» Problem statement:
From the listing below, copy out every line where the word "this" appears.

» Records provided:
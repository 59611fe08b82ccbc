//! The trait events implement to be stored in a history.

/// An immutable event that can be stored in an [`EventMemoryManager`].
///
/// Ids must be unique per history; they are used to de-duplicate events that
/// live in both the ring buffer and the critical store. Timestamps order the
/// merged view returned by [`EventMemoryManager::all_events`].
///
/// [`EventMemoryManager`]: crate::EventMemoryManager
/// [`EventMemoryManager::all_events`]: crate::EventMemoryManager::all_events
pub trait Recordable: Clone {
    /// Unique id of the event.
    fn id(&self) -> u64;

    /// Creation time in Unix milliseconds.
    fn timestamp(&self) -> u64;

    /// Whether the event is exempt from ordinary eviction.
    fn is_critical(&self) -> bool;

    /// Heap bytes owned by the event, on top of its inline size.
    ///
    /// Used only for the memory estimate in [`MemoryStats`]. Defaults to 0.
    ///
    /// [`MemoryStats`]: crate::MemoryStats
    fn heap_size(&self) -> usize {
        0
    }
}
impl Player {
    /// Creates a player with an empty board and an unplaced fleet.
    ///
    /// # Errors
    ///
    /// Returns [`EngineError::InvalidFleet`] for an empty fleet, duplicate
    /// ship ids, a ship longer than the board, more ship cells than the board
    /// holds, or an invalid ship entry.
    pub fn new(
        id: PlayerId,
        name: impl Into<String>,
        board: Board,
        fleet: &[ShipSpec],
        powerup_charges: u8,
    ) -> Result<Self, EngineError> {
        if fleet.is_empty() {
            return Err(EngineError::InvalidFleet(format!("player {id} has no ships")));
        }
        let longest_edge = board.width().max(board.height());
        let board_cells = usize::from(board.width()) * usize::from(board.height());
        let mut total_cells = 0usize;
        let mut ships = Vec::with_capacity(fleet.len());
        for (i, spec) in fleet.iter().enumerate() {
            if fleet[..i].iter().any(|other| other.id == spec.id) {
                return Err(EngineError::InvalidFleet(format!(
                    "player {id} lists ship {} twice",
                    spec.id
                )));
            }
            if spec.size > longest_edge {
                return Err(EngineError::InvalidFleet(format!(
                    "ship {} of size {} does not fit on the board",
                    spec.id, spec.size
                )));
            }
            total_cells += usize::from(spec.size);
            ships.push(Ship::from_spec(spec)?);
        }
        if total_cells > board_cells {
            return Err(EngineError::InvalidFleet(format!(
                "fleet needs {total_cells} cells, board has {board_cells}"
            )));
        }

        Ok(Self {
            id,
            name: name.into(),
            board,
            fleet: ships,
            stats: PlayerStats::default(),
            connection: ConnectionStatus::Connected,
            ready: false,
            active: true,
            powerups: PowerupInventory::new(powerup_charges),
        })
    }

    /// Identifier.
    #[must_use]
    pub fn id(&self) -> PlayerId {
        self.id
    }

    /// Display name.
    #[must_use]
    pub fn name(&self) -> &str {
        &self.name
    }

    /// The player's own board.
    #[must_use]
    pub fn board(&self) -> &Board {
        &self.board
    }

    /// The fleet, in catalog order.
    #[must_use]
    pub fn fleet(&self) -> &[Ship] {
        &self.fleet
    }

    /// Looks up a ship.
    #[must_use]
    pub fn ship(&self, id: ShipId) -> Option<&Ship> {
        self.fleet.iter().find(|s| s.id() == id)
    }

    /// Combat statistics.
    #[must_use]
    pub fn stats(&self) -> &PlayerStats {
        &self.stats
    }

    /// Connection status.
    #[must_use]
    pub fn connection(&self) -> ConnectionStatus {
        self.connection
    }

    /// Whether the client is attached.
    #[must_use]
    pub fn is_connected(&self) -> bool {
        matches!(self.connection, ConnectionStatus::Connected)
    }

    /// Whether the player confirmed the current phase.
    #[must_use]
    pub fn is_ready(&self) -> bool {
        self.ready
    }

    /// False once the player surrendered or left.
    #[must_use]
    pub fn is_active(&self) -> bool {
        self.active
    }

    /// Powerup charges and cooldowns.
    #[must_use]
    pub fn powerups(&self) -> &PowerupInventory {
        &self.powerups
    }

    /// Ships not yet sunk.
    #[must_use]
    pub fn ships_remaining(&self) -> usize {
        self.fleet.iter().filter(|s| !s.is_sunk()).count()
    }

    /// Whether every ship is sunk.
    #[must_use]
    pub fn all_ships_sunk(&self) -> bool {
        !self.fleet.is_empty() && self.fleet.iter().all(Ship::is_sunk)
    }

    /// Whether every ship is on the board.
    #[must_use]
    pub fn fleet_placed(&self) -> bool {
        self.fleet.iter().all(Ship::is_placed)
    }

    /// Active effects of non-sunk ships that modify this player's attacks.
    #[must_use]
    pub fn offensive_effects(&self) -> Vec<AbilityEffect> {
        self.fleet
            .iter()
            .filter(|s| !s.is_sunk())
            .flat_map(Ship::active_effects)
            .filter(AbilityEffect::is_offensive)
            .collect()
    }

    // -------------------------------------------------------------------------
    // Placement
    // -------------------------------------------------------------------------

    /// Checks a placement without applying it, returning the cells it covers.
    ///
    /// The ship's own current cells do not count as obstacles, so a placed
    /// ship can be moved.
    ///
    /// # Errors
    ///
    /// The first failing check: `SHIP_NOT_FOUND`, `OUT_OF_BOUNDS`,
    /// `SHIP_OVERLAP`, then `SHIP_ADJACENT` when adjacency is disallowed.
    pub fn check_placement(
        &self,
        ship_id: ShipId,
        origin: Coordinate,
        orientation: Orientation,
        allow_adjacent: bool,
    ) -> Result<Vec<Coordinate>, ValidationIssue> {
        let ship = self.ship(ship_id).ok_or_else(|| {
            ValidationIssue::new(ErrorCode::ShipNotFound, format!("no ship {ship_id} in fleet"))
                .with_field("ship_id")
                .with_value(ship_id)
        })?;
        let cells = self
            .board
            .footprint(origin, orientation, ship.size())
            .ok_or_else(|| {
                ValidationIssue::new(
                    ErrorCode::OutOfBounds,
                    format!("ship {ship_id} does not fit at {origin}"),
                )
                .with_field("coordinate")
                .with_value(origin)
            })?;

        let blocker = |c: Coordinate| self.board.occupant(c).filter(|&other| other != ship_id);
        if let Some(c) = cells.iter().copied().find(|&c| blocker(c).is_some()) {
            return Err(ValidationIssue::new(
                ErrorCode::ShipOverlap,
                format!("ship {ship_id} would overlap another ship at {c}"),
            )
            .with_field("coordinate")
            .with_value(c));
        }
        if !allow_adjacent {
            let touching = cells.iter().flat_map(|&c| self.board.area(c, 1)).find(|&n| blocker(n).is_some());
            if let Some(n) = touching {
                return Err(ValidationIssue::new(
                    ErrorCode::ShipAdjacent,
                    format!("ship {ship_id} would touch another ship at {n}"),
                )
                .with_field("coordinate")
                .with_value(n));
            }
        }
        Ok(cells)
    }

    /// Moves a ship onto `cells`, vacating its previous cells first.
    ///
    /// Callers pass the cells returned by [`Player::check_placement`].
    pub(crate) fn place_ship(
        &mut self,
        ship_id: ShipId,
        origin: Coordinate,
        orientation: Orientation,
        cells: Vec<Coordinate>,
    ) {
        let Some(ship) = self.fleet.iter_mut().find(|s| s.id() == ship_id) else {
            return;
        };
        self.board.vacate(ship.coordinates());
        self.board.occupy(&cells, ship_id);
        ship.place(origin, orientation, cells);
    }

    /// Takes a ship off the board.
    ///
    /// # Errors
    ///
    /// `SHIP_NOT_FOUND` if the fleet has no such ship.
    pub(crate) fn unplace_ship(&mut self, ship_id: ShipId) -> Result<(), ValidationIssue> {
        let ship = self
            .fleet
            .iter_mut()
            .find(|s| s.id() == ship_id)
            .ok_or_else(|| {
                ValidationIssue::new(ErrorCode::ShipNotFound, format!("no ship {ship_id} in fleet"))
                    .with_field("ship_id")
                    .with_value(ship_id)
            })?;
        self.board.vacate(ship.coordinates());
        ship.unplace();
        Ok(())
    }

    /// Audits that board occupancy and ship coordinates agree.
    ///
    /// # Errors
    ///
    /// A description of the first disagreement.
    pub fn verify_integrity(&self) -> Result<(), String> {
        for ship in &self.fleet {
            if ship.is_placed() && ship.coordinates().len() != usize::from(ship.size()) {
                return Err(format!(
                    "ship {} has {} cells, size {}",
                    ship.id(),
                    ship.coordinates().len(),
                    ship.size()
                ));
            }
            for &c in ship.coordinates() {
                if self.board.occupant(c) != Some(ship.id()) {
                    return Err(format!("ship {} lists {c} but the board disagrees", ship.id()));
                }
            }
            if ship.is_sunk() && ship.hit_points() != 0 {
                return Err(format!("ship {} is sunk with hit points left", ship.id()));
            }
        }
        for cell in self.board.cells() {
            if let Some(id) = cell.occupant {
                let listed = self.ship(id).is_some_and(|s| s.occupies(cell.coordinate));
                if !listed {
                    return Err(format!(
                        "cell {} claims ship {id} which does not list it",
                        cell.coordinate
                    ));
                }
            }
        }
        Ok(())
    }

    // -------------------------------------------------------------------------
    // Crate-internal mutation
    // -------------------------------------------------------------------------

    pub(crate) fn board_mut(&mut self) -> &mut Board {
        &mut self.board
    }

    pub(crate) fn ship_mut(&mut self, id: ShipId) -> Option<&mut Ship> {
        self.fleet.iter_mut().find(|s| s.id() == id)
    }

    /// Board and fleet borrowed together, for attack resolution.
    pub(crate) fn board_and_fleet_mut(&mut self) -> (&mut Board, &mut [Ship]) {
        (&mut self.board, &mut self.fleet)
    }

    pub(crate) fn stats_mut(&mut self) -> &mut PlayerStats {
        &mut self.stats
    }

    pub(crate) fn powerups_mut(&mut self) -> &mut PowerupInventory {
        &mut self.powerups
    }

    pub(crate) fn set_ready(&mut self, ready: bool) {
        self.ready = ready;
    }

    pub(crate) fn deactivate(&mut self) {
        self.active = false;
    }

    pub(crate) fn set_connection(&mut self, connection: ConnectionStatus) {
        self.connection = connection;
    }

    /// Ticks ability and powerup timers at the start of this player's turn.
    pub(crate) fn begin_turn(&mut self) {
        for ship in &mut self.fleet {
            ship.tick_abilities();
        }
        self.powerups.tick();
    }
}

» Reply to the task:
    /// Active effects of non-sunk ships that modify this player's attacks.
    /// Ticks ability and powerup timers at the start of this player's turn.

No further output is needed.